[Dataset entries]
═══
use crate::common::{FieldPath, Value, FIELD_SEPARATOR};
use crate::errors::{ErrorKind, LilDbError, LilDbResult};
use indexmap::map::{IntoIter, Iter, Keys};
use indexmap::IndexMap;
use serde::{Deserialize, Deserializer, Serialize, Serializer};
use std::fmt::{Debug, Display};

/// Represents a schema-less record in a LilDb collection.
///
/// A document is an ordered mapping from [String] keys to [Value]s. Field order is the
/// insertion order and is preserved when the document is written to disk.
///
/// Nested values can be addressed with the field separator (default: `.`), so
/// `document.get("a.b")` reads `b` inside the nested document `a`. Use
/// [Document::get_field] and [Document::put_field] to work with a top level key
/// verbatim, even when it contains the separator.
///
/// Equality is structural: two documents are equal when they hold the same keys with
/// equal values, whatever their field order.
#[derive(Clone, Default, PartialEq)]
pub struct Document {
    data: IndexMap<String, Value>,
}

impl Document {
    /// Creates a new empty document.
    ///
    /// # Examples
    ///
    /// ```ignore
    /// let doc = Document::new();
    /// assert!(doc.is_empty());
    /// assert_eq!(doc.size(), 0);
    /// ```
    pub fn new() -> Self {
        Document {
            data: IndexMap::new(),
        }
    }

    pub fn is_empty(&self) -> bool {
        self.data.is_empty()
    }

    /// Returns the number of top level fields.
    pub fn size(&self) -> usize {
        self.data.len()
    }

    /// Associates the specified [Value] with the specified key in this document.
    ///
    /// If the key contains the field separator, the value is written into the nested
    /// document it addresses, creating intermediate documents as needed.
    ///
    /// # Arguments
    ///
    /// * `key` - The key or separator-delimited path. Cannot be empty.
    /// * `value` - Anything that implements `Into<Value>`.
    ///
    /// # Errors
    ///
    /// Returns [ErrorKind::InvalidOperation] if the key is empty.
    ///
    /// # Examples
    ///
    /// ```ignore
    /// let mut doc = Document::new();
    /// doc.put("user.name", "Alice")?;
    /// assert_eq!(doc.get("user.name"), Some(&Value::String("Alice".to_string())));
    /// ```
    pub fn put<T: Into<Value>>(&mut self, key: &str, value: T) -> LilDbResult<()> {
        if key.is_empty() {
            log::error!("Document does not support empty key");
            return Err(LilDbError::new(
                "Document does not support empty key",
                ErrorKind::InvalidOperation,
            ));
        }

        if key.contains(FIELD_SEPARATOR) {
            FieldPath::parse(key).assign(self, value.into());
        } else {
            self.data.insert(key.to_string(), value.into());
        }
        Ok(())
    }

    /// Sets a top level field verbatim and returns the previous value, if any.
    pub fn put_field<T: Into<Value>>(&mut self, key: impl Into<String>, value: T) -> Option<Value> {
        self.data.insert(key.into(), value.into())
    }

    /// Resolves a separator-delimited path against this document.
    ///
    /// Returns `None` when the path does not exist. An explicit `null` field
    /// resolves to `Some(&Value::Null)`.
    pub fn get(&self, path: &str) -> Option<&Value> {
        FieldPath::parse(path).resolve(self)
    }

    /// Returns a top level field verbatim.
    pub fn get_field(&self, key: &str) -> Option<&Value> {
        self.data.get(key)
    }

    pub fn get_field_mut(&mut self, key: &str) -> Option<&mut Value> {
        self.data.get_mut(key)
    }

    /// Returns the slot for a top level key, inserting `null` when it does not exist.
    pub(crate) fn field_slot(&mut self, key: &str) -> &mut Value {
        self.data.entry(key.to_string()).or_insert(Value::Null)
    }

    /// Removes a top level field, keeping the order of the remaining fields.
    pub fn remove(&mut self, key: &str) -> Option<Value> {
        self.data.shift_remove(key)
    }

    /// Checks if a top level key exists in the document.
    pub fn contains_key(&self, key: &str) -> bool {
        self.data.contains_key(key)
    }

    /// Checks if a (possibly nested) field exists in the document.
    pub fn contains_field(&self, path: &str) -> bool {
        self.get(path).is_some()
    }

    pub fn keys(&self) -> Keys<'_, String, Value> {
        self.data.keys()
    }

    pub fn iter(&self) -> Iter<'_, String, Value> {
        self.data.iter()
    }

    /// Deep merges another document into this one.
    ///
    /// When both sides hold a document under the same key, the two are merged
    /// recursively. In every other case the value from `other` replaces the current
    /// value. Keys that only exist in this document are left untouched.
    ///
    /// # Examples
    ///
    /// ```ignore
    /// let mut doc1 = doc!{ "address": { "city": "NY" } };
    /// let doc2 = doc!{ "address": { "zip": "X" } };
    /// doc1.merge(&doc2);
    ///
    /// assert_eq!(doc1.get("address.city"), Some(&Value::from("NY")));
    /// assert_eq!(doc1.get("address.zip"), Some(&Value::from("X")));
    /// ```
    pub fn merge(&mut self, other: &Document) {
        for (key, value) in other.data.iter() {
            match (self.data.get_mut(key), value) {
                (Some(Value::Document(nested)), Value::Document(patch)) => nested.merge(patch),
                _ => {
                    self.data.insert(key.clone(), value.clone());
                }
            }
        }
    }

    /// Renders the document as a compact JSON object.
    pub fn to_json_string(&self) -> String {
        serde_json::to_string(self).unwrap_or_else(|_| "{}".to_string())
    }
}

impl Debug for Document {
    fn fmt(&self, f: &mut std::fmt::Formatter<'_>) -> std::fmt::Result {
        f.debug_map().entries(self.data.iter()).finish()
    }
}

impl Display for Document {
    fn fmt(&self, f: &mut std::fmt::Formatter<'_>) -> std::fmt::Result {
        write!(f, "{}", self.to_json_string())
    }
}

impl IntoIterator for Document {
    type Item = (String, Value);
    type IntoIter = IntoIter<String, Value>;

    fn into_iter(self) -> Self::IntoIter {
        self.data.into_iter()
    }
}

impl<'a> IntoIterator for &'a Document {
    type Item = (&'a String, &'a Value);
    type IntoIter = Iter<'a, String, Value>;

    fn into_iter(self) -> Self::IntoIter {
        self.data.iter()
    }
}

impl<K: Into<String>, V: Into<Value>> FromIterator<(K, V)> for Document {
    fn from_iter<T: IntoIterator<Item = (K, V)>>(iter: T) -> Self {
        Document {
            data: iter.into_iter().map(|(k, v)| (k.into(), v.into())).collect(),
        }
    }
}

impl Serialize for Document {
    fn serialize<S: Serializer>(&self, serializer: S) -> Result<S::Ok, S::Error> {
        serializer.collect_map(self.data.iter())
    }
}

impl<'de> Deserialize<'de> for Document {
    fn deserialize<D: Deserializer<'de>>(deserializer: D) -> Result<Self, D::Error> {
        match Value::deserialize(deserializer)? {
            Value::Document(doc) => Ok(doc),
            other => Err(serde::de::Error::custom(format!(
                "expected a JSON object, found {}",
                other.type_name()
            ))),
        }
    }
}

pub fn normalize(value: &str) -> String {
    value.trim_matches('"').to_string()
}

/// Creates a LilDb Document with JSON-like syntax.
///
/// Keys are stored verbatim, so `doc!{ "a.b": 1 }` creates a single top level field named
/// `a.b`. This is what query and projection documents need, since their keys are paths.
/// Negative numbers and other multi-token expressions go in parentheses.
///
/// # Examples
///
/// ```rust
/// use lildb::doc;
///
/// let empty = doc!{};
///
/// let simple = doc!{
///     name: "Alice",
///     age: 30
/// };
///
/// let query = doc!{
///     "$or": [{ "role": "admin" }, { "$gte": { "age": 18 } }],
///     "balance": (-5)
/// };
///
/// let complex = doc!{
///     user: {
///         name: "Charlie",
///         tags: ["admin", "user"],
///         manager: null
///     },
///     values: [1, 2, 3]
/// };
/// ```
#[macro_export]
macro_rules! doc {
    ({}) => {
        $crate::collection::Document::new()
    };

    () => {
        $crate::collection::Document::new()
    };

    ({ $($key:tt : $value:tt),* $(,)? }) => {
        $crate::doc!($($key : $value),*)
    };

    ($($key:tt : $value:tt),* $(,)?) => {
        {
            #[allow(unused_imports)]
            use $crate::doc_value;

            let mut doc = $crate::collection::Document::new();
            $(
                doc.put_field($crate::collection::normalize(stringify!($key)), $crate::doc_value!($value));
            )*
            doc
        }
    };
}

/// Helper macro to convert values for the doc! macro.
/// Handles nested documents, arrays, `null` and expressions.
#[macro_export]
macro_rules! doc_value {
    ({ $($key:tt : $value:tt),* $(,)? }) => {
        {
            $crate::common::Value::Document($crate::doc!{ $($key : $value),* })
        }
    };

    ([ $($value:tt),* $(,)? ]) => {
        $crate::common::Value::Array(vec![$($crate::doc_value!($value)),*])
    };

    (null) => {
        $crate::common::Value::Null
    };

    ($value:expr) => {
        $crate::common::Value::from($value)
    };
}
═══
- [TASK STATEMENT] Looking at the records above, in how many lines does the word "FieldPath" occur? Reply with the number alone.

- [WRITTEN RESPONSE] 3